# [What is needed]
The answer should consist solely of the lines from the first one below through the line containing "pub enum ConfigError", copied exactly.

Saved data entries:

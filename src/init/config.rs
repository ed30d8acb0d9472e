// SPDX-License-Identifier: Apache-2.0

//! Loading of the JSON configuration.
//!
//! Configuration is read in two phases. The file (or every file of a
//! directory) is parsed into a [`RawConfig`] that mirrors the JSON, the raw
//! configs are merged, and the result is resolved into immutable
//! [`FileConfig`]s with compiled patterns and parsed durations.

use gethostname::gethostname;
use indexmap::IndexMap;
use regex::bytes::Regex;
use serde::Deserialize;
use std::fs;
use std::path::{Path, PathBuf};
use std::sync::Arc;
use thiserror::Error;
use tracing::{debug, error, warn};

use crate::harvester::config::{
    DEFAULT_DEAD_TIME, DEFAULT_MAX_BYTES, DEFAULT_MULTILINE_MAX_LINES, MultilineConfig,
};
use crate::harvester::{FileConfig, StartAt};
use crate::publisher::kafka::KafkaSinkConfig;

/// Config files above this size are rejected
pub const CONFIG_FILE_SIZE_LIMIT: u64 = 10 << 20;

/// Delimiter used when field names are given without one
pub const DEFAULT_DELIMITER: &str = r"\s+";

#[derive(Error, Debug)]
pub enum ConfigError {
    #[error("failed to read config {path}: {source}")]
    Io {
        path: PathBuf,
        source: std::io::Error,
    },

    #[error("config file {path} is {size} bytes, above the {limit} byte limit")]
    TooLarge { path: PathBuf, size: u64, limit: u64 },

    #[error("failed to parse config {path}: {source}")]
    Parse {
        path: PathBuf,
        source: serde_json::Error,
    },

    #[error("invalid config: {0}")]
    Invalid(String),

    #[error("invalid pattern {pattern:?}: {source}")]
    Regex {
        pattern: String,
        source: regex::Error,
    },
}

pub type Result<T> = std::result::Result<T, ConfigError>;

/// Multiline section of a file entry
#[derive(Debug, Clone, PartialEq, Eq, Deserialize)]
pub struct RawMultiline {
    pub pattern: String,
    #[serde(default = "default_leader")]
    pub leader: bool,
    #[serde(default)]
    pub max_lines: Option<usize>,
}

fn default_leader() -> bool {
    true
}

/// One entry of the `files` list, as written in the config file
#[derive(Debug, Clone, Default, PartialEq, Eq, Deserialize)]
#[serde(default)]
pub struct RawFileConfig {
    pub paths: Vec<String>,
    pub fields: IndexMap<String, String>,
    pub fieldnames: Vec<String>,
    #[serde(alias = "ExactMatch")]
    pub exact_match: bool,
    #[serde(alias = "Delimiter")]
    pub delimiter: Option<String>,
    #[serde(alias = "QuoteChar")]
    pub quote_char: Option<String>,
    #[serde(alias = "DeadTime")]
    pub dead_time: Option<String>,
    #[serde(alias = "MaxBytes")]
    pub max_bytes: Option<usize>,
    pub multiline: Option<RawMultiline>,
    #[serde(alias = "NoHostname")]
    pub no_hostname: bool,
    #[serde(alias = "NoPath")]
    pub no_path: bool,
    #[serde(alias = "NoTimestamp")]
    pub no_timestamp: bool,
    #[serde(alias = "HarvestFromBeginningOnNewFile")]
    pub harvest_from_beginning_on_new_file: bool,
}

/// Where encoded events go
#[derive(Debug, Clone, PartialEq, Eq, Deserialize)]
#[serde(rename_all = "lowercase")]
pub enum PublisherConfig {
    Stdout {},
    File { path: PathBuf },
    Kafka(KafkaSinkConfig),
}

impl Default for PublisherConfig {
    fn default() -> Self {
        PublisherConfig::Stdout {}
    }
}

#[derive(Debug, Clone, Default, PartialEq, Eq, Deserialize)]
#[serde(default)]
pub struct RawConfig {
    pub files: Vec<RawFileConfig>,
    pub publisher: Option<PublisherConfig>,
    /// Top-level Kafka section of older config files
    pub kafka: Option<KafkaSinkConfig>,
}

impl RawConfig {
    /// Append the file entries of `other`; its publisher replaces ours
    pub fn merge(&mut self, other: RawConfig) {
        self.files.extend(other.files);

        let publisher = other.publisher.or(other.kafka.map(PublisherConfig::Kafka));
        if publisher.is_some() {
            self.publisher = publisher;
            self.kafka = None;
        }
    }

    pub fn resolve(self, hostname: Option<String>) -> Result<ResolvedConfig> {
        if self.files.is_empty() {
            return Err(ConfigError::Invalid("no files configured".to_string()));
        }

        let files = self
            .files
            .into_iter()
            .map(|raw| resolve_file(raw, hostname.clone()).map(Arc::new))
            .collect::<Result<Vec<_>>>()?;

        let publisher = self
            .publisher
            .or(self.kafka.map(PublisherConfig::Kafka))
            .unwrap_or_default();
        if let PublisherConfig::Kafka(ref kafka) = publisher {
            kafka.validate().map_err(ConfigError::Invalid)?;
            kafka
                .check_topic_fields(files.iter().map(|f| &**f))
                .map_err(ConfigError::Invalid)?;
        }

        Ok(ResolvedConfig { files, publisher })
    }
}

/// Fully validated configuration
#[derive(Debug, Clone)]
pub struct ResolvedConfig {
    pub files: Vec<Arc<FileConfig>>,
    pub publisher: PublisherConfig,
}

/// Load and resolve a config file or a directory of config files
pub fn load(path: impl AsRef<Path>) -> Result<ResolvedConfig> {
    let mut merged = RawConfig::default();

    for file in discover(path.as_ref())? {
        if let Some(raw) = load_file(&file)? {
            debug!(path = ?file, files = raw.files.len(), "Loaded config file");
            merged.merge(raw);
        }
    }

    merged.resolve(get_hostname())
}

/// List the config files named by `path`, sorted by name for directories
pub fn discover(path: &Path) -> Result<Vec<PathBuf>> {
    let io_err = |source| ConfigError::Io {
        path: path.to_path_buf(),
        source,
    };

    let metadata = fs::metadata(path).map_err(io_err)?;
    if !metadata.is_dir() {
        return Ok(vec![path.to_path_buf()]);
    }

    let mut files = Vec::new();
    for entry in fs::read_dir(path).map_err(io_err)? {
        let entry = entry.map_err(io_err)?;
        if entry.file_type().map_err(io_err)?.is_file() {
            files.push(entry.path());
        }
    }
    files.sort();
    Ok(files)
}

/// Parse one config file. Empty files yield `None`.
pub fn load_file(path: &Path) -> Result<Option<RawConfig>> {
    let io_err = |source| ConfigError::Io {
        path: path.to_path_buf(),
        source,
    };

    let size = fs::metadata(path).map_err(io_err)?.len();
    if size > CONFIG_FILE_SIZE_LIMIT {
        return Err(ConfigError::TooLarge {
            path: path.to_path_buf(),
            size,
            limit: CONFIG_FILE_SIZE_LIMIT,
        });
    }
    if size == 0 {
        warn!(path = ?path, "Config file is empty, skipping");
        return Ok(None);
    }

    let content = fs::read_to_string(path).map_err(io_err)?;
    // serde_json keeps the document order of static fields
    let raw = serde_json::from_str(&strip_comments(&content)).map_err(|source| {
        ConfigError::Parse {
            path: path.to_path_buf(),
            source,
        }
    })?;
    Ok(Some(raw))
}

/// Remove every line whose first non-blank character is `#`
pub fn strip_comments(content: &str) -> String {
    content
        .split('\n')
        .map(|line| line.trim_end_matches('\r'))
        .filter(|line| !line.trim_start().starts_with('#'))
        .collect::<Vec<_>>()
        .join("\n")
}

fn resolve_file(raw: RawFileConfig, hostname: Option<String>) -> Result<FileConfig> {
    if raw.paths.is_empty() {
        return Err(ConfigError::Invalid(
            "every files entry needs at least one path".to_string(),
        ));
    }

    let dead_time = match raw.dead_time.as_deref() {
        None | Some("") => DEFAULT_DEAD_TIME,
        Some(s) => humantime::parse_duration(s)
            .map_err(|e| ConfigError::Invalid(format!("dead_time {:?}: {}", s, e)))?,
    };

    let delimiter = match raw.delimiter.as_deref() {
        Some(d) if !d.is_empty() => Some(compile(d)?),
        _ if !raw.fieldnames.is_empty() => Some(compile(DEFAULT_DELIMITER)?),
        _ => None,
    };

    let quote_char = match raw.quote_char.as_deref() {
        None | Some("") => None,
        Some(q) if q.len() == 1 && q.is_ascii() => Some(q.as_bytes()[0]),
        Some(q) => {
            return Err(ConfigError::Invalid(format!(
                "quote_char {:?} must be a single ASCII character",
                q
            )));
        }
    };

    let multiline = raw
        .multiline
        .map(|m| {
            Ok::<_, ConfigError>(MultilineConfig {
                pattern: compile(&m.pattern)?,
                leader: m.leader,
                max_lines: m.max_lines.unwrap_or(DEFAULT_MULTILINE_MAX_LINES),
            })
        })
        .transpose()?;

    let start_at = if raw.harvest_from_beginning_on_new_file {
        StartAt::Beginning
    } else {
        StartAt::End
    };

    let config = FileConfig {
        paths: raw.paths,
        fields: raw.fields,
        field_names: raw.fieldnames,
        delimiter,
        exact_match: raw.exact_match,
        quote_char,
        dead_time,
        max_bytes: raw.max_bytes.unwrap_or(DEFAULT_MAX_BYTES),
        multiline,
        hostname: if raw.no_hostname { None } else { hostname },
        no_hostname: raw.no_hostname,
        no_path: raw.no_path,
        no_timestamp: raw.no_timestamp,
        start_at,
    };

    config
        .validate()
        .map_err(|e| ConfigError::Invalid(e.to_string()))?;
    Ok(config)
}

fn compile(pattern: &str) -> Result<Regex> {
    Regex::new(pattern).map_err(|source| ConfigError::Regex {
        pattern: pattern.to_string(),
        source,
    })
}

fn get_hostname() -> Option<String> {
    match gethostname().into_string() {
        Ok(s) => Some(s),
        Err(e) => {
            error!(error = ?e, "Unable to lookup hostname");
            None
        }
    }
}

# [Answer below]
filename src/init/config.rs
repository ed30d8acb0d9472e
// SPDX-License-Identifier: Apache-2.0

//! Loading of the JSON configuration.
//!
//! Configuration is read in two phases. The file (or every file of a
//! directory) is parsed into a [`RawConfig`] that mirrors the JSON, the raw
//! configs are merged, and the result is resolved into immutable
//! [`FileConfig`]s with compiled patterns and parsed durations.

use gethostname::gethostname;
use indexmap::IndexMap;
use regex::bytes::Regex;
use serde::Deserialize;
use std::fs;
use std::path::{Path, PathBuf};
use std::sync::Arc;
use thiserror::Error;
use tracing::{debug, error, warn};

use crate::harvester::config::{
    DEFAULT_DEAD_TIME, DEFAULT_MAX_BYTES, DEFAULT_MULTILINE_MAX_LINES, MultilineConfig,
};
use crate::harvester::{FileConfig, StartAt};
use crate::publisher::kafka::KafkaSinkConfig;

/// Config files above this size are rejected
pub const CONFIG_FILE_SIZE_LIMIT: u64 = 10 << 20;

/// Delimiter used when field names are given without one
pub const DEFAULT_DELIMITER: &str = r"\s+";

#[derive(Error, Debug)]
pub enum ConfigError {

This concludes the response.